“I quite like to build things and then forget how it works and then use it later on, and not really be able to remember what I was thinking about when I built it. It’s a little bit like working with yourself in a way, but from a time when you’re not aware of what you were thinking. You can get reacquainted with it in a sense, like you would with a person.”
Hello Thomas. The reason that I am here is I stumbled on an excerpt from a paper you wrote on networks of Autechre fans, which seems fitting. I really like your blog and I am also waiting to see what comes down the pipe from the boys from Manchester. What I like most about Autechre fandom is the pundits picking apart scant interviews and attempting to magnify that which is already being seen close up, in my view.
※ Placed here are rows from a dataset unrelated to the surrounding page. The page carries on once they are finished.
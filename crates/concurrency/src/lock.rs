//! In-memory lease-based lock backend
//!
//! Reference implementation of [`LockBackend`] with the semantics of a
//! distributed lock server:
//!
//! - one holder per key, identified by [`HolderId`]
//! - every grant carries a lease; an expired lease is free for the taking
//!   even if its holder never released it
//! - waiters block on a condvar, bounded by their wait time, the current
//!   lease's expiry and [`INTERRUPT_POLL`] so interrupts are noticed promptly
//!
//! # Release
//!
//! `unlock` only succeeds for the current, unexpired holder. Anything else
//! leaves the table untouched apart from reclaiming the caller's own expired
//! entry, so a late release can never free a grant that belongs to someone else.

use parking_lot::{Condvar, Mutex};
use std::collections::HashMap;
use std::time::{Duration, Instant};
use strata_core::traits::LockBackend;
use strata_core::{HolderId, Interrupt, StrataError, StrataResult};
use tracing::trace;

/// Upper bound on a single condvar wait
pub const INTERRUPT_POLL: Duration = Duration::from_millis(5);

/// Stand-in for waits and leases too long to represent as an `Instant`
pub const UNBOUNDED: Duration = Duration::from_secs(100 * 365 * 24 * 60 * 60);

/// `from + after`, clamped to [`UNBOUNDED`] when the sum overflows
pub(crate) fn deadline_after(from: Instant, after: Duration) -> Instant {
    from.checked_add(after)
        .or_else(|| from.checked_add(UNBOUNDED))
        .unwrap_or(from)
}

#[derive(Debug, Clone, Copy)]
struct Lease {
    holder: HolderId,
    expires_at: Instant,
}

impl Lease {
    fn is_expired(&self, now: Instant) -> bool {
        now >= self.expires_at
    }
}

/// Lease table guarded by a mutex, with a condvar for waiters
#[derive(Debug, Default)]
pub struct InMemoryLockBackend {
    leases: Mutex<HashMap<String, Lease>>,
    released: Condvar,
}

impl InMemoryLockBackend {
    /// Create an empty backend
    pub fn new() -> Self {
        Self::default()
    }

    /// True if `key` has an unexpired holder
    pub fn is_locked(&self, key: &str) -> bool {
        let now = Instant::now();
        self.leases
            .lock()
            .get(key)
            .is_some_and(|lease| !lease.is_expired(now))
    }

    /// Number of keys with an unexpired holder
    pub fn held_count(&self) -> usize {
        let now = Instant::now();
        self.leases
            .lock()
            .values()
            .filter(|lease| !lease.is_expired(now))
            .count()
    }
}

impl LockBackend for InMemoryLockBackend {
    fn try_acquire(
        &self,
        key: &str,
        holder: HolderId,
        wait: Duration,
        lease: Duration,
        interrupt: &Interrupt,
    ) -> StrataResult<bool> {
        let deadline = deadline_after(Instant::now(), wait);
        let mut leases = self.leases.lock();

        loop {
            if interrupt.is_interrupted() {
                return Err(StrataError::LockInterrupted {
                    key: key.to_string(),
                });
            }

            let now = Instant::now();
            let current = leases.get(key).copied();
            let blocking = match current {
                Some(existing) if !existing.is_expired(now) => existing,
                _ => {
                    if let Some(expired) = current {
                        trace!(key, previous = %expired.holder, "Taking over expired lease");
                    }
                    leases.insert(
                        key.to_string(),
                        Lease {
                            holder,
                            expires_at: deadline_after(now, lease),
                        },
                    );
                    return Ok(true);
                }
            };

            if now >= deadline {
                return Ok(false);
            }

            let timeout = (deadline - now)
                .min(blocking.expires_at - now)
                .min(INTERRUPT_POLL);
            self.released.wait_for(&mut leases, timeout);
        }
    }

    fn unlock(&self, key: &str, holder: HolderId) -> StrataResult<()> {
        let mut leases = self.leases.lock();
        let now = Instant::now();

        match leases.get(key).copied() {
            Some(lease) if lease.holder == holder && !lease.is_expired(now) => {
                leases.remove(key);
                drop(leases);
                self.released.notify_all();
                Ok(())
            }
            Some(lease) if lease.holder == holder => {
                leases.remove(key);
                drop(leases);
                self.released.notify_all();
                Err(StrataError::LeaseExpired {
                    key: key.to_string(),
                })
            }
            _ => Err(StrataError::LockNotHeld {
                key: key.to_string(),
            }),
        }
    }

    fn is_held_by(&self, key: &str, holder: HolderId) -> bool {
        let now = Instant::now();
        self.leases
            .lock()
            .get(key)
            .is_some_and(|lease| lease.holder == holder && !lease.is_expired(now))
    }
}
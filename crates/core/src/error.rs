//! Error types for stratalock
//!
//! This module defines every error kind that crosses a crate boundary.
//! We use `thiserror` for automatic `Display` and `Error` trait implementations.
//!
//! ## Propagation
//!
//! Only release-without-ownership (`LockNotHeld`, `LeaseExpired`) is recovered
//! locally, by the lock coordinator. Everything else surfaces to the immediate
//! caller unchanged. A lock acquisition that times out is *not* an error; it is
//! reported as a normal "not acquired" outcome.

use crate::types::StockId;
use thiserror::Error;

/// Result type alias for stratalock operations
pub type StrataResult<T> = std::result::Result<T, StrataError>;

/// Error type for stratalock
#[derive(Debug, Error)]
pub enum StrataError {
    /// Entity does not exist in the store
    #[error("Stock not found: {id}")]
    NotFound {
        /// Missing stock id
        id: StockId,
    },

    /// A domain invariant would be broken by the requested mutation
    #[error("Invariant violation on stock {id}: {message}")]
    InvariantViolation {
        /// Stock the mutation targeted
        id: StockId,
        /// What would have been violated
        message: String,
    },

    /// The waiting thread was interrupted while blocked in acquire
    #[error("Interrupted while waiting for lock '{key}'")]
    LockInterrupted {
        /// Lock key being waited on
        key: String,
    },

    /// Release attempted by a caller that does not hold the lock
    #[error("Lock '{key}' is not held by this caller")]
    LockNotHeld {
        /// Lock key
        key: String,
    },

    /// The grant's lease elapsed before release
    #[error("Lease expired for lock '{key}'")]
    LeaseExpired {
        /// Lock key
        key: String,
    },

    /// The key expression could not be resolved against the call's arguments
    #[error("Cannot resolve lock key from '{expression}': {reason}")]
    KeyResolution {
        /// Declared key expression
        expression: String,
        /// Why resolution failed
        reason: String,
    },

    /// Unit of work used after it was committed or rolled back
    #[error("Transaction not active (state: {state})")]
    TransactionNotActive {
        /// Observed state
        state: String,
    },

    /// Persistence failure
    #[error("Storage error: {message}")]
    Storage {
        /// Error message
        message: String,
    },

    /// Invalid argument or configuration value
    #[error("Invalid input: {message}")]
    InvalidInput {
        /// Error message
        message: String,
    },

    /// Unexpected internal failure
    #[error("Internal error: {message}")]
    Internal {
        /// Error message
        message: String,
    },
}

impl StrataError {
    /// Invariant violation on the given stock
    pub fn invariant(id: StockId, message: impl Into<String>) -> Self {
        StrataError::InvariantViolation {
            id,
            message: message.into(),
        }
    }

    /// Storage failure
    pub fn storage(message: impl Into<String>) -> Self {
        StrataError::Storage {
            message: message.into(),
        }
    }

    /// Invalid input
    pub fn invalid_input(message: impl Into<String>) -> Self {
        StrataError::InvalidInput {
            message: message.into(),
        }
    }

    /// Internal failure
    pub fn internal(message: impl Into<String>) -> Self {
        StrataError::Internal {
            message: message.into(),
        }
    }

    /// Key resolution failure
    pub fn key_resolution(expression: impl Into<String>, reason: impl Into<String>) -> Self {
        StrataError::KeyResolution {
            expression: expression.into(),
            reason: reason.into(),
        }
    }

    /// True for failures raised by the domain itself rather than infrastructure
    pub fn is_business_failure(&self) -> bool {
        matches!(
            self,
            StrataError::InvariantViolation { .. } | StrataError::NotFound { .. }
        )
    }

    /// True for errors originating in the lock layer
    pub fn is_lock_error(&self) -> bool {
        matches!(
            self,
            StrataError::LockInterrupted { .. }
                | StrataError::LockNotHeld { .. }
                | StrataError::LeaseExpired { .. }
        )
    }

    /// True when a release failure can be swallowed by the coordinator
    pub fn is_release_without_ownership(&self) -> bool {
        matches!(
            self,
            StrataError::LockNotHeld { .. } | StrataError::LeaseExpired { .. }
        )
    }
}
Sort of the opposite of what Bill Callahan does by explaining his dream in
I think some producers of sound(I don’t really think that these guys are, or think they are, artists) will send out interview decoys to smoke up the screen and obscure the possibility of primed readings, but I reckon these geysers are simply carefree. Also, the language of abstraction is very hard to learn and handle and I think they work too hard to engage in rhetoric. Gescom played in Cape Town(home) many years ago and I saw the appealing work ethic they had-they really worked during the set and were totally oblivious to their audience.
Do you have high hopes for the release? I am nothing short of obsessed with Autechre and I have been since the 90s. In fact, I think I have inadvertently built up a complex hi-fi system that is geared specifically for listening to Autectre, although I listen very widely like you.
I am glad that your mention of the duo has sparked me to write because I have been wanting to introduce you to my friend Felix Laband’s music and the Aperture issue on sound.
Try and listen to Felix’s Album called ‘Dark Days Exit’ on .flac or .wav and here’s a link to Aperture’s Sound Issue.
https://aperture.org/magazine/aperture-224/
I really hope that contrary to the reviews ae’s album is emoish.
Thanks for your thoughtful comment David and for those reading/listening links. I agree with your assessment about AE–“I think they work too hard to engage in rhetoric” and the proof, of course, is in their spectacularly subtle sounds. I too am looking forward to their latest release, and I’m discussing them in a book I am writing, scheduled for release early next year.